Wednesday, June 15, 2011

The Anatomy of The Temporomandibular Joint

Dem Bones.

TMJ is really the hinge that allows us to open and close our jaw. However,we commonly refer to any pain or dysfunction in the hinge as TMJ or TMD (Temporomandibular Dysfunction).  Right now we are just looking at the anatomy of the temporomandibular joint .


Let us start by taking a look at the bony structure of the TMJ or temporomandibular joint.  There are two TMJ joints, one on each side of the skull.  The name comes from the two bones that make up the joint.  One is the bone on the side of the skull called the temporalis bone and the second is the lower jaw bone which is called the mandible. Hence the name temporomandibular joint.  These joints are located just in front of your ears.  These joints are nothing more than hinges which allow us to open and close our jaw.
Between the Bones.

Surrounding the TMJ joint is a capsule of fibrous material.  Between the bone joint is a special disc which is an extension of the capsule called an articular disc which is formed from a flexible, tough yet elastic tissue called fibrocartilage  Our ears are made up of this fibrocartilage.  This thin disc divides the joint into two cavities.  When the joint is in motion or there is pressure on the articular disc it releases synovial fluid into the cavities and this fluid acts like a shock absorber and reduces friction.  There is only one other place in the body that require an articular disc and that is where the top of the sternum, clavicle and first rib all meet.  At first, when you open your mouth a rotational movement occurs with the lower jaw and the disc but when you open the mouth even wider there is a second movement called the translational or forward and downward sliding movement of the disc and the jaw.  The two ends of the mandible or jaw are called condyles which comes from the word ”condyloma” which is derived from the Greek word ”kondylos” which means a knuckle or a knob. Further, “condyle” refers to a rounded articular surface.  This knob or condyle butts up to the underneath side of the TMJ disc.  On the mandible the glenoid or mandibular fossa meets the upper side of the disc and is a depression or concave-shaped.
Joining It All Together.
Ligaments are strong, tough, rope-like connective fibres. They connect bones to each other and connect cartilage to joints.. There is one primary and two secondary ligaments of the TMJ.  The temporomandibular ligament is the primary ligament which consists of two parts; the outer oblique portion or OOP and the inner horizontal portion or IHP.  The two minor or secondary ligaments are the stylomandibular ligament and the sphenomandibular ligament of which neither is directly attached to any part of the temporomandibular joint.
During movement only the jaw moves. Muscles attached to the bones and joints allow a variety of movements.such as yawning, chewing, talking, singing, shouting and swallowing, making the temporomandibular joints the most flexible in the human body. These sophisticated joints can move up and down and side to side in a wide range of motion and in a normal healthy jaw there is no pain or discomfort with these movements.

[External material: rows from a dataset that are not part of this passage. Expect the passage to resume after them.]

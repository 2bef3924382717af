// SPDX-FileCopyrightText: 2026 Deskmate Contributors
// SPDX-License-Identifier: MIT OR Apache-2.0

//! Mock leave management subsystem and its tools.

use std::sync::Arc;

use async_trait::async_trait;
use dashmap::DashMap;
use deskmate_core::DeskmateError;
use serde::{Deserialize, Serialize};

use crate::tool::{now_rfc3339, prefixed_id, today, Tool, ToolOutput};

#[derive(Debug, Clone, Serialize, Deserialize)]
#[serde(rename_all = "camelCase")]
pub struct LeaveRequest {
    pub id: String,
    pub employee_id: String,
    #[serde(rename = "type")]
    pub leave_type: String,
    pub start_date: String,
    pub end_date: String,
    pub reason: String,
    pub status: String,
    pub approver: String,
    pub created_at: String,
}

/// In-memory leave management system keyed by employee id.
#[derive(Default)]
pub struct LeaveSystem {
    requests: DashMap<String, Vec<LeaveRequest>>,
}

impl LeaveSystem {
    pub fn new() -> Self {
        Self::default()
    }

    /// Files a leave request. End date defaults to the start date.
    pub fn request(&self, employee_id: &str, args: &serde_json::Value) -> LeaveRequest {
        let start_date = args
            .get("startDate")
            .and_then(|v| v.as_str())
            .map(String::from)
            .unwrap_or_else(today);
        let request = LeaveRequest {
            id: prefixed_id("LEAVE"),
            employee_id: employee_id.to_string(),
            leave_type: args
                .get("type")
                .and_then(|v| v.as_str())
                .unwrap_or("Casual Leave")
                .to_string(),
            end_date: args
                .get("endDate")
                .and_then(|v| v.as_str())
                .map(String::from)
                .unwrap_or_else(|| start_date.clone()),
            start_date,
            reason: args
                .get("reason")
                .and_then(|v| v.as_str())
                .unwrap_or("")
                .to_string(),
            status: "PENDING_APPROVAL".to_string(),
            approver: "Manager".to_string(),
            created_at: now_rfc3339(),
        };

        self.requests
            .entry(employee_id.to_string())
            .or_default()
            .push(request.clone());
        request
    }

    /// Static leave balance for every employee.
    pub fn balance(&self, _employee_id: &str) -> serde_json::Value {
        serde_json::json!({
            "casualLeave": { "total": 12, "used": 3, "available": 9 },
            "sickLeave": { "total": 10, "used": 2, "available": 8 },
            "earnedLeave": { "total": 15, "used": 5, "available": 10 },
            "compOff": { "total": 2, "used": 0, "available": 2 }
        })
    }

    pub fn requests(&self, employee_id: &str) -> Vec<LeaveRequest> {
        self.requests
            .get(employee_id)
            .map(|r| r.clone())
            .unwrap_or_default()
    }

    /// Cancels a request, but only while it is still pending approval.
    pub fn cancel(&self, employee_id: &str, request_id: &str) -> serde_json::Value {
        if let Some(mut requests) = self.requests.get_mut(employee_id) {
            if let Some(request) = requests
                .iter_mut()
                .find(|r| r.id == request_id && r.status == "PENDING_APPROVAL")
            {
                request.status = "CANCELLED".to_string();
                return serde_json::json!({ "success": true, "request": request });
            }
        }
        serde_json::json!({
            "success": false,
            "message": "Request not found or cannot be cancelled"
        })
    }
}

/// `request_leave` tool.
pub struct RequestLeaveTool(pub Arc<LeaveSystem>);

#[async_trait]
impl Tool for RequestLeaveTool {
    fn name(&self) -> &str {
        "request_leave"
    }

    fn description(&self) -> &str {
        "Submit a leave request"
    }

    fn parameters_schema(&self) -> serde_json::Value {
        serde_json::json!({
            "type": "object",
            "properties": {
                "type": {
                    "type": "string",
                    "enum": ["Casual Leave", "Sick Leave", "Earned Leave", "Comp Off"],
                    "description": "Type of leave"
                },
                "startDate": { "type": "string", "description": "Start date (YYYY-MM-DD)" },
                "endDate": { "type": "string", "description": "End date (YYYY-MM-DD)" },
                "reason": { "type": "string", "description": "Reason for leave" }
            },
            "required": ["type", "startDate", "reason"]
        })
    }

    async fn invoke(
        &self,
        employee_id: &str,
        input: serde_json::Value,
    ) -> Result<ToolOutput, DeskmateError> {
        Ok(ToolOutput::json(&self.0.request(employee_id, &input)))
    }
}

/// `get_leave_balance` tool.
pub struct GetLeaveBalanceTool(pub Arc<LeaveSystem>);

#[async_trait]
impl Tool for GetLeaveBalanceTool {
    fn name(&self) -> &str {
        "get_leave_balance"
    }

    fn description(&self) -> &str {
        "Get the employee's leave balance"
    }

    fn parameters_schema(&self) -> serde_json::Value {
        serde_json::json!({ "type": "object", "properties": {} })
    }

    async fn invoke(
        &self,
        employee_id: &str,
        _input: serde_json::Value,
    ) -> Result<ToolOutput, DeskmateError> {
        Ok(ToolOutput::json(&self.0.balance(employee_id)))
    }
}

/// `get_leave_requests` tool.
pub struct GetLeaveRequestsTool(pub Arc<LeaveSystem>);

#[async_trait]
impl Tool for GetLeaveRequestsTool {
    fn name(&self) -> &str {
        "get_leave_requests"
    }

    fn description(&self) -> &str {
        "Get all leave requests for the employee"
    }

    fn parameters_schema(&self) -> serde_json::Value {
        serde_json::json!({ "type": "object", "properties": {} })
    }

    async fn invoke(
        &self,
        employee_id: &str,
        _input: serde_json::Value,
    ) -> Result<ToolOutput, DeskmateError> {
        Ok(ToolOutput::json(&self.0.requests(employee_id)))
    }
}

/// `cancel_leave` tool.
pub struct CancelLeaveTool(pub Arc<LeaveSystem>);

#[async_trait]
impl Tool for CancelLeaveTool {
    fn name(&self) -> &str {
        "cancel_leave"
    }

    fn description(&self) -> &str {
        "Cancel a pending leave request"
    }

    fn parameters_schema(&self) -> serde_json::Value {
        serde_json::json!({
            "type": "object",
            "properties": {
                "requestId": { "type": "string", "description": "The leave request ID to cancel" }
            },
            "required": ["requestId"]
        })
    }

    async fn invoke(
        &self,
        employee_id: &str,
        input: serde_json::Value,
    ) -> Result<ToolOutput, DeskmateError> {
        let request_id = input["requestId"].as_str().unwrap_or_default();
        Ok(ToolOutput::json(&self.0.cancel(employee_id, request_id)))
    }
}

#[cfg(test)]
mod tests {
    use super::*;

    #[test]
    fn request_applies_defaults_and_mirrors_start_date() {
        let system = LeaveSystem::new();
        let request = system.request(
            "EMP001",
            &serde_json::json!({ "startDate": "2026-09-10" }),
        );

        assert!(request.id.starts_with("LEAVE-"));
        assert_eq!(request.leave_type, "Casual Leave");
        assert_eq!(request.start_date, "2026-09-10");
        assert_eq!(request.end_date, "2026-09-10");
        assert_eq!(request.status, "PENDING_APPROVAL");
        assert_eq!(request.approver, "Manager");
    }

    #[test]
    fn request_reads_type_argument_and_serializes_it() {
        let system = LeaveSystem::new();
        let request = system.request(
            "EMP001",
            &serde_json::json!({ "type": "Sick Leave", "startDate": "2026-09-10" }),
        );
        assert_eq!(request.leave_type, "Sick Leave");

        let wire = serde_json::to_value(&request).unwrap();
        assert_eq!(wire["type"], "Sick Leave");
        assert!(wire.get("leaveType").is_none());

        let schema = RequestLeaveTool(Arc::new(system)).parameters_schema();
        assert!(schema["properties"].get("type").is_some());
        assert_eq!(
            schema["required"],
            serde_json::json!(["type", "startDate", "reason"])
        );
    }

    #[test]
    fn balance_is_static() {
        let system = LeaveSystem::new();
        let balance = system.balance("EMP001");
        assert_eq!(balance["casualLeave"]["available"], 9);
        assert_eq!(balance["sickLeave"]["available"], 8);
        assert_eq!(balance["earnedLeave"]["available"], 10);
        assert_eq!(balance["compOff"]["total"], 2);
        assert_eq!(balance["compOff"]["used"], 0);
        assert_eq!(balance["compOff"]["available"], 2);
    }

    #[test]
    fn cancel_only_works_while_pending() {
        let system = LeaveSystem::new();
        let request = system.request("EMP001", &serde_json::json!({}));

        let result = system.cancel("EMP001", &request.id);
        assert_eq!(result["success"], true);
        assert_eq!(result["request"]["status"], "CANCELLED");

        // A second cancel finds no pending request with that id.
        let result = system.cancel("EMP001", &request.id);
        assert_eq!(result["success"], false);
        assert_eq!(
            result["message"],
            "Request not found or cannot be cancelled"
        );
    }

    #[test]
    fn cancel_rejects_unknown_id() {
        let system = LeaveSystem::new();
        let result = system.cancel("EMP001", "LEAVE-UNKNOWN0");
        assert_eq!(result["success"], false);
    }

    #[tokio::test]
    async fn cancel_leave_tool_round_trips() {
        let system = Arc::new(LeaveSystem::new());
        let request = system.request("EMP001", &serde_json::json!({}));

        let tool = CancelLeaveTool(system);
        let output = tool
            .invoke("EMP001", serde_json::json!({ "requestId": request.id }))
            .await
            .unwrap();
        let body: serde_json::Value = serde_json::from_str(&output.content).unwrap();
        assert_eq!(body["success"], true);
    }
}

Muscles and The Nerve of It All.
The four muscles of mastication move the jaw or mandible.  They are the masseter, the medial pterygoid, lateral pterygoid and the temporalis.  The Trigeminal nerve is the sensory nerve for the face and the motor nerve for the mastication muscles  As the name suggests, the trigeminal nerve is made up of three branches.  The ophthalmic V1, sensory, the maxillary V2, sensory and the mandibular V3,motor and sensory branches.
TMJ Disorders, Pain and Discomfort.
Muscle fatigue from clenching the jaw or grinding your teeth, arthritis, and jaw injury are some of the causes of TMJ disorders. Understanding the anatomy of the joint will help you to better understand the workings of the TMJ and how surrounding bones,ligaments, nerves.and muscles can be affected when you experience temporomandinbular disorder.